Logo for the Journal of Rehab R and D

Volume 45 Number 3, 2008
   Pages 371 — 382

Abstract - Patient factors relating to detection of posttraumatic stress disorder in Department of Veterans Affairs primary care settings

Kathryn M. Magruder, MPH, PhD; Derik E. Yeager, MBS

Mental Health Service, Ralph H. Johnson Department of Veterans Affairs Medical Center, Charleston, SC; Department of Psychiatry and Behavioral Sciences and Department of Biostatistics, Bioinformatics, and Epidemiology, Medical University of South Carolina, Charleston, SC

Abstract — We examined the impact of patient-level factors on provider recognition of posttraumatic stress disorder (PTSD). Analyses were based on a random sample of 1,079 consenting patients who had an outpatient visit at any of four southeastern Department of Veterans Affairs hospitals in 1999. We collected data on PTSD symptoms, sociodemographics, functional status, medical record diagnoses, and independent PTSD diagnostic assessments for 888 patients. Complete and usable data were available for 819 patients. A total of 98 patients (12%) met criteria for PTSD, and of these, 42 (43%) were correctly classified as such by their provider.
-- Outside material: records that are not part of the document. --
use super::helpers::*;
use charon_compiler::opcode::OpCode;

// ---- Lambdas ----

#[test]
fn test_lambda_basic() {
    let c = compile_str("local f = |x| -> x + 1");
    assert!(has_opcode(&c.proto, OpCode::Closure));
    let inner = &c.proto.protos[0];
    assert_eq!(inner.num_params, 1);
    assert!(has_opcode(inner, OpCode::Return1));
}

#[test]
fn test_lambda_no_params() {
    let c = compile_str("local f = || -> 42");
    assert_eq!(c.proto.protos[0].num_params, 0);
}

#[test]
fn test_lambda_multiple_params_and_capture() {
    let c = compile_str("local base = 10 local f = |a, b| -> a + b + base");
    let inner = &c.proto.protos[0];
    assert_eq!(inner.num_params, 2);
    assert_eq!(inner.upvalues.len(), 1);
}

#[test]
fn test_lambda_as_call_argument() {
    let c = compile_str("local map map({}, |x| -> x * 2)");
    assert!(has_opcode(&c.proto, OpCode::Closure));
    assert!(has_opcode(&c.proto, OpCode::Call));
}

// ---- Safe navigation ----

#[test]
fn test_safe_nav_field() {
    let c = compile_str("local t return t?.x");
    assert!(has_opcode(&c.proto, OpCode::Test));
    assert!(has_opcode(&c.proto, OpCode::GetField));
    assert!(has_opcode(&c.proto, OpCode::Jmp));
}

#[test]
fn test_safe_nav_index() {
    let c = compile_str("local t return t?[1]");
    assert!(has_opcode(&c.proto, OpCode::Test));
    assert!(has_opcode(&c.proto, OpCode::GetI));
}

#[test]
fn test_safe_nav_negative_index() {
    let c = compile_str("local t return t?[-1]");
    assert!(has_opcode(&c.proto, OpCode::Test));
    assert!(has_opcode(&c.proto, OpCode::GetTable));
}

#[test]
fn test_safe_nav_chain() {
    let c = compile_str("local t return t?.a?.b");
    assert_eq!(count_opcode(&c.proto, OpCode::Test), 2);
    assert_eq!(count_opcode(&c.proto, OpCode::GetField), 2);
}

#[test]
fn test_safe_nav_result_register_is_stable() {
    // The whole chain collapses into the receiver's register.
    let c = compile_str("local t local r = t?.x");
    assert!(c.proto.max_stack <= 4);
}

// ---- Null coalescing ----

#[test]
fn test_coalesce_tests_against_nil() {
    let c = compile_str("local a, b return a ?? b");
    assert!(has_opcode(&c.proto, OpCode::EqK));
    assert!(has_opcode(&c.proto, OpCode::Jmp));
    let idx = find_opcode(&c.proto, OpCode::EqK).unwrap();
    assert!(matches!(
        c.proto.constants[c.proto.code[idx].b() as usize],
        charon_compiler::proto::Constant::Nil
    ));
}

#[test]
fn test_coalesce_chain() {
    let c = compile_str("local a, b, cc return a ?? b ?? cc");
    assert_eq!(count_opcode(&c.proto, OpCode::EqK), 2);
}

#[test]
fn test_coalesce_with_call_fallback() {
    let c = compile_str("local a, f return a ?? f()");
    assert!(has_opcode(&c.proto, OpCode::EqK));
    assert!(has_opcode(&c.proto, OpCode::Call));
}

// ---- Compound assignment ----

#[test]
fn test_compound_add() {
    let c = compile_str("local a a += 1");
    assert!(has_opcode(&c.proto, OpCode::AddI));
}

#[test]
fn test_compound_arith_family() {
    let c = compile_str("local a a -= 1 a *= 2 a /= 2 a //= 2 a %= 2 a ^= 2");
    assert!(has_opcode(&c.proto, OpCode::SubK));
    assert!(has_opcode(&c.proto, OpCode::MulK));
    assert!(has_opcode(&c.proto, OpCode::DivK));
    assert!(has_opcode(&c.proto, OpCode::IDivK));
    assert!(has_opcode(&c.proto, OpCode::ModK));
    assert!(has_opcode(&c.proto, OpCode::PowK));
}

#[test]
fn test_compound_bitwise_and_shifts() {
    let c = compile_str("local a a &= 1 a |= 2 a <<= 1 a >>= 1");
    assert!(has_opcode(&c.proto, OpCode::BAndK));
    assert!(has_opcode(&c.proto, OpCode::BOrK));
    assert!(has_opcode(&c.proto, OpCode::ShlI));
    assert!(has_opcode(&c.proto, OpCode::ShrI));
}

#[test]
fn test_compound_concat() {
    let c = compile_str("local a a ..= \"x\"");
    assert!(has_opcode(&c.proto, OpCode::Concat));
}

#[test]
fn test_compound_coalesce() {
    let c = compile_str("local a a ??= 5");
    assert!(has_opcode(&c.proto, OpCode::EqK));
}

#[test]
fn test_compound_on_table_field() {
    let c = compile_str("local t t.n += 1");
    assert!(has_opcode(&c.proto, OpCode::GetField));
    assert!(has_opcode(&c.proto, OpCode::AddI));
    assert!(has_opcode(&c.proto, OpCode::SetField));
}

#[test]
fn test_compound_on_global() {
    let c = compile_str("count += 1");
    assert!(has_opcode(&c.proto, OpCode::GetTabUp));
    assert!(has_opcode(&c.proto, OpCode::SetTabUp));
}

// ---- in operator ----

#[test]
fn test_in_expression() {
    let c = compile_str("local x, t return x in t");
    assert!(has_opcode(&c.proto, OpCode::In));
}

#[test]
fn test_in_expression_in_condition() {
    let c = compile_str("local x, t if x in t then end");
    assert!(has_opcode(&c.proto, OpCode::In));
    assert!(has_opcode(&c.proto, OpCode::Test));
}

// ---- Pseudo-unary plus, '**' ----

#[test]
fn test_pseudo_unary_plus() {
    let c = compile_str("local a return +a");
    assert!(has_opcode(&c.proto, OpCode::AddI));
}

#[test]
fn test_pseudo_unary_plus_on_constant_folds() {
    let c = compile_str("return +5");
    assert!(!has_opcode(&c.proto, OpCode::Add));
    assert!(!has_opcode(&c.proto, OpCode::AddI));
}

#[test]
fn test_star_star_power() {
    let c = compile_str("local a return a ** 2");
    assert!(has_opcode(&c.proto, OpCode::PowK));
}

// ---- Method call on literals ----

#[test]
fn test_method_call_on_string_literal() {
    let c = compile_str("local s = \"ab\":rep(2)");
    assert!(has_opcode(&c.proto, OpCode::Self_));
    assert!(has_opcode(&c.proto, OpCode::Call));
}

// ---- Reserved words as keys ----

#[test]
fn test_reserved_word_record_keys() {
    let c = compile_str("local t = { default = 1, case = 2, end = 3 }");
    assert_eq!(count_opcode(&c.proto, OpCode::SetField), 3);
    assert!(has_string_constant(&c.proto, &c.strings, "default"));
    assert!(has_string_constant(&c.proto, &c.strings, "case"));
}

#[test]
fn test_reserved_word_field_selection() {
    let c = compile_str("local t return t.case");
    assert!(has_opcode(&c.proto, OpCode::GetField));
}

// ---- Compatibility keyword spellings ----

#[test]
fn test_prefixed_keyword_spellings() {
    let c = compile_str("local v charon_switch v do case 1: end");
    assert!(has_opcode(&c.proto, OpCode::EqI));
    let c = compile_str("for i = 1, 2 do charon_continue end");
    assert!(has_opcode(&c.proto, OpCode::ForLoop));
}

// ---- Constructor function fields ----

#[test]
fn test_constructor_function_field() {
    let c = compile_str("local t = { function area() return 0 end }");
    assert!(has_opcode(&c.proto, OpCode::SetField));
    assert_eq!(c.proto.protos.len(), 1);
    // funcfield methods take an implicit self.
    assert_eq!(c.proto.protos[0].num_params, 1);
}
Results indicate that age (50-64), war-zone service, worse functioning on the 36-Item Short Form Health Survey role emotional subscale, a diagnosis of musculoskeletal pain, a greater percentage of persistent reexperiencing or avoidance/numbing symptoms, and a previously diagnosed substance use disorder were all independently related to provider recognition of PTSD. Knowledge of these factors may help inform providers and direct improved screening and case finding.

Key words: detection, diagnosis, posttraumatic stress disorder, primary care, provider recognition, PTSD, rehabilitation, screening, VA, veterans.